**YOUR INSTRUCTIONS**
Find every line of the data below that has "SegmentBuffer" in it. Reply with the number only.

Collected data
== Segment start ==

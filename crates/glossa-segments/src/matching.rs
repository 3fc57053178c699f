//! Segment lookup against a stream position, and greedy segmentation.

use glossa_core::SegmentMatch;

use crate::buffer::SegmentBuffer;
use crate::vocabulary::SegmentVocabulary;

/// Every segment aligned with `buffer` ending at `position`.
///
/// A segment is aligned when the stream's last `m` characters equal its first
/// `m` characters. Overlapping segments and multiple alignments of the same
/// segment are all kept. Ordered by segment length, then alignment length
/// (both descending), then content.
pub fn segments_at(
    vocab: &SegmentVocabulary,
    buffer: &SegmentBuffer,
    position: u64,
) -> Vec<SegmentMatch> {
    let Some(end) = buffer.retained_before(position) else {
        return Vec::new();
    };
    let longest = end.min(vocab.config().max_segment_len);

    let mut matches = Vec::new();
    for matched in 1..=longest {
        let suffix = buffer.slice(end, matched);
        for id in vocab.with_prefix(&suffix) {
            if let Some(segment) = vocab.get(*id) {
                matches.push(SegmentMatch {
                    id: *id,
                    content: segment.content().to_string(),
                    matched,
                    len: segment.len(),
                    confidence: segment.confidence,
                    occurrences: segment.occurrences,
                });
            }
        }
    }

    matches.sort_by(|a, b| {
        b.len
            .cmp(&a.len)
            .then(b.matched.cmp(&a.matched))
            .then_with(|| a.content.cmp(&b.content))
    });
    matches
}

/// Split `text` into the longest known segments, left to right, falling back
/// to single characters where nothing matches.
pub fn segment_text(vocab: &SegmentVocabulary, text: &str) -> Vec<String> {
    let chars: Vec<char> = text.chars().collect();
    let config = vocab.config();
    let mut tokens = Vec::new();
    let mut i = 0;
    while i < chars.len() {
        let remaining = chars.len() - i;
        let longest = remaining.min(config.max_segment_len);
        let found = (config.min_segment_len..=longest).rev().find_map(|len| {
            let candidate: String = chars[i..i + len].iter().collect();
            vocab.contains(&candidate).then_some((candidate, len))
        });
        match found {
            Some((token, len)) => {
                tokens.push(token);
                i += len;
            }
            None => {
                tokens.push(chars[i].to_string());
                i += 1;
            }
        }
    }
    tokens
}
//! Capability traits at the seams between subsystems.
//! The hybrid predictor consumes sources only through these.

pub mod char_predictor;
pub mod segment_feedback;
pub mod segment_provider;
pub mod snapshot_store;

pub use char_predictor::ICharPredictor;
pub use segment_feedback::ISegmentFeedback;
pub use segment_provider::ISegmentProvider;
pub use snapshot_store::ISnapshotStore;
//! Tracing initialization.

use std::sync::Once;

use tracing_subscriber::{fmt, prelude::*, EnvFilter};

use crate::config::defaults::{DEFAULT_LOG_FILTER, LOG_ENV_VAR};

static INIT: Once = Once::new();

/// Install the global subscriber, reading per-crate levels from `GLOSSA_LOG`.
///
/// Example: `GLOSSA_LOG=glossa_segments=debug,glossa_engine=info`.
/// Falls back to `glossa=info` when unset or unparsable. Idempotent.
pub fn init_tracing() {
    let filter =
        EnvFilter::try_from_env(LOG_ENV_VAR).unwrap_or_else(|_| EnvFilter::new(DEFAULT_LOG_FILTER));
    install(filter);
}

/// Install the global subscriber with an explicit filter directive.
/// Only the first call across both entry points has any effect.
pub fn init_tracing_with_filter(directives: &str) {
    install(EnvFilter::new(directives));
}

fn install(filter: EnvFilter) {
    INIT.call_once(|| {
        // Another subscriber may already be installed by an embedding host.
        let _ = tracing_subscriber::registry()
            .with(
                fmt::layer()
                    .with_target(true)
                    .with_thread_ids(true)
                    .with_line_number(true),
            )
            .with(filter)
            .try_init();
    });
}
use glossa_core::{Condition, PredictionId, RankedCandidates, SegmentId, StreamId};
use serde::{Deserialize, Serialize};
use smallvec::SmallVec;

/// Effect of one observed character.
#[derive(Debug, Clone, PartialEq, Eq, Serialize, Deserialize)]
pub struct ObserveReport {
    /// Stream position after the character.
    pub position: u64,
    /// Segment created by this character, if any.
    pub merged: Option<SegmentId>,
    /// Segments evicted while handling this character.
    pub evicted: SmallVec<[SegmentId; 2]>,
    /// `VocabularyFull` when an eviction happened.
    pub condition: Option<Condition>,
}

/// A ranked prediction issued to a caller, addressable by feedback.
#[derive(Debug, Clone, PartialEq, Serialize, Deserialize)]
pub struct Prediction {
    pub id: PredictionId,
    pub stream_id: StreamId,
    /// Stream position the prediction was made at.
    pub position: u64,
    pub ranking: RankedCandidates,
}

impl Prediction {
    /// Top candidate text, if any.
    pub fn best(&self) -> Option<&str> {
        self.ranking.top().map(|c| c.text.as_str())
    }
}
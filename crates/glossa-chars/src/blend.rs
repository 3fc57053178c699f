//! Back-off blending across context orders.
//!
//! Escape-style interpolation: each order `k` context with `n` observations
//! and `t` distinct successors keeps weight `n / (n + t)` for its own counts
//! and passes the rest down to the blend of shorter contexts. The base of the
//! recursion spreads mass uniformly over the observed alphabet, so every
//! observed character keeps a non-zero probability.

use std::collections::BTreeMap;

use glossa_core::constants::COLD_START_ALPHABET;
use glossa_core::CharDistribution;

use crate::history::CharHistory;
use crate::table::ContextTable;

/// Blend every available order for `history` into one distribution.
pub fn blend(table: &ContextTable, history: &CharHistory) -> CharDistribution {
    if table.is_empty() {
        return CharDistribution::uniform(COLD_START_ALPHABET, true);
    }

    let alphabet = table.alphabet();
    let uniform = 1.0 / alphabet.len() as f64;
    let mut probs: BTreeMap<char, f64> = alphabet.iter().map(|c| (*c, uniform)).collect();

    let max_order = table
        .config()
        .max_context_len
        .min(history.available_order());
    for order in 0..=max_order {
        let Some(stats) = history.context(order).and_then(|ctx| table.get(&ctx)) else {
            continue;
        };
        if stats.total() == 0 {
            continue;
        }
        let n = stats.total() as f64;
        let t = stats.distinct() as f64;
        let keep = n / (n + t);
        for p in probs.values_mut() {
            *p *= 1.0 - keep;
        }
        for (ch, count) in stats.iter() {
            if let Some(p) = probs.get_mut(&ch) {
                *p += keep * f64::from(count) / n;
            }
        }
    }

    CharDistribution::new(probs.into_iter().collect(), false)
}
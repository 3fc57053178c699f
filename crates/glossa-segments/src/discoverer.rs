//! Segment discoverer front ends implementing [`ISegmentProvider`].

use glossa_core::config::SegmentConfig;
use glossa_core::traits::{ISegmentFeedback, ISegmentProvider};
use glossa_core::{SegmentId, SegmentMatch};

use crate::buffer::SegmentBuffer;
use crate::matching;
use crate::stats::VocabularyStats;
use crate::vocabulary::{ObserveOutcome, SegmentVocabulary};

/// Owning single-stream discoverer.
#[derive(Debug, Clone)]
pub struct SegmentDiscoverer {
    vocab: SegmentVocabulary,
    buffer: SegmentBuffer,
}

impl SegmentDiscoverer {
    pub fn new(config: SegmentConfig) -> Self {
        let vocab = SegmentVocabulary::new(config);
        let buffer = vocab.new_buffer();
        Self { vocab, buffer }
    }

    pub fn observe(&mut self, ch: char) -> ObserveOutcome {
        self.vocab.observe(&mut self.buffer, ch)
    }

    pub fn observe_str(&mut self, text: &str) -> Vec<ObserveOutcome> {
        text.chars().map(|ch| self.observe(ch)).collect()
    }

    pub fn segment_text(&self, text: &str) -> Vec<String> {
        matching::segment_text(&self.vocab, text)
    }

    pub fn stats(&self) -> VocabularyStats {
        VocabularyStats::collect(&self.vocab)
    }

    pub fn vocabulary(&self) -> &SegmentVocabulary {
        &self.vocab
    }

    pub fn vocabulary_mut(&mut self) -> &mut SegmentVocabulary {
        &mut self.vocab
    }

    pub fn buffer(&self) -> &SegmentBuffer {
        &self.buffer
    }

    pub fn view(&self) -> SegmentView<'_> {
        SegmentView::new(&self.vocab, &self.buffer)
    }
}

impl Default for SegmentDiscoverer {
    fn default() -> Self {
        Self::new(SegmentConfig::default())
    }
}

impl ISegmentProvider for SegmentDiscoverer {
    fn segments_at(&self, position: u64) -> Vec<SegmentMatch> {
        matching::segments_at(&self.vocab, &self.buffer, position)
    }

    fn position(&self) -> u64 {
        self.buffer.position()
    }
}

impl ISegmentFeedback for SegmentDiscoverer {
    fn record_signal(&mut self, id: SegmentId, useful: bool) -> bool {
        self.vocab.record_signal(id, useful)
    }
}

/// A shared vocabulary seen through one stream's buffer.
#[derive(Debug, Clone, Copy)]
pub struct SegmentView<'a> {
    vocab: &'a SegmentVocabulary,
    buffer: &'a SegmentBuffer,
}

impl<'a> SegmentView<'a> {
    pub fn new(vocab: &'a SegmentVocabulary, buffer: &'a SegmentBuffer) -> Self {
        Self { vocab, buffer }
    }
}

impl ISegmentProvider for SegmentView<'_> {
    fn segments_at(&self, position: u64) -> Vec<SegmentMatch> {
        matching::segments_at(self.vocab, self.buffer, position)
    }

    fn position(&self) -> u64 {
        self.buffer.position()
    }
}
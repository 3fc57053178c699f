//! # glossa-engine
//!
//! Multi-stream front end for the predictive core. Streams own their
//! character history and segment buffer; the context table, the segment
//! vocabulary, and the performance tracker are shared behind locks.
//!
//! Lock order: stream → context table → vocabulary, and stream → tracker.
//! The tracker lock is never held together with the context table or the
//! vocabulary.

pub mod engine;
pub mod report;
pub mod snapshot;
pub mod store;
pub mod stream;

pub use engine::GlossaEngine;
pub use report::{ObserveReport, Prediction};
pub use snapshot::Snapshot;
pub use store::{FileSnapshotStore, MemorySnapshotStore};
pub use stream::StreamState;

pub use glossa_core::{GlossaConfig, GlossaError, GlossaResult};
pub use glossa_prediction::{FeedbackReport, FeedbackStatus};
//! # glossa-chars
//!
//! Character model: per-context next-character frequencies for every order
//! up to a configured maximum, blended into a single distribution by
//! interpolating from the longest matching context down to order zero.

pub mod blend;
pub mod history;
pub mod model;
pub mod table;

pub use history::CharHistory;
pub use model::{CharView, CharacterModel};
pub use table::{ContextStats, ContextTable, TableStats};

== Segment end ==

**OUTPUT BELOW**
7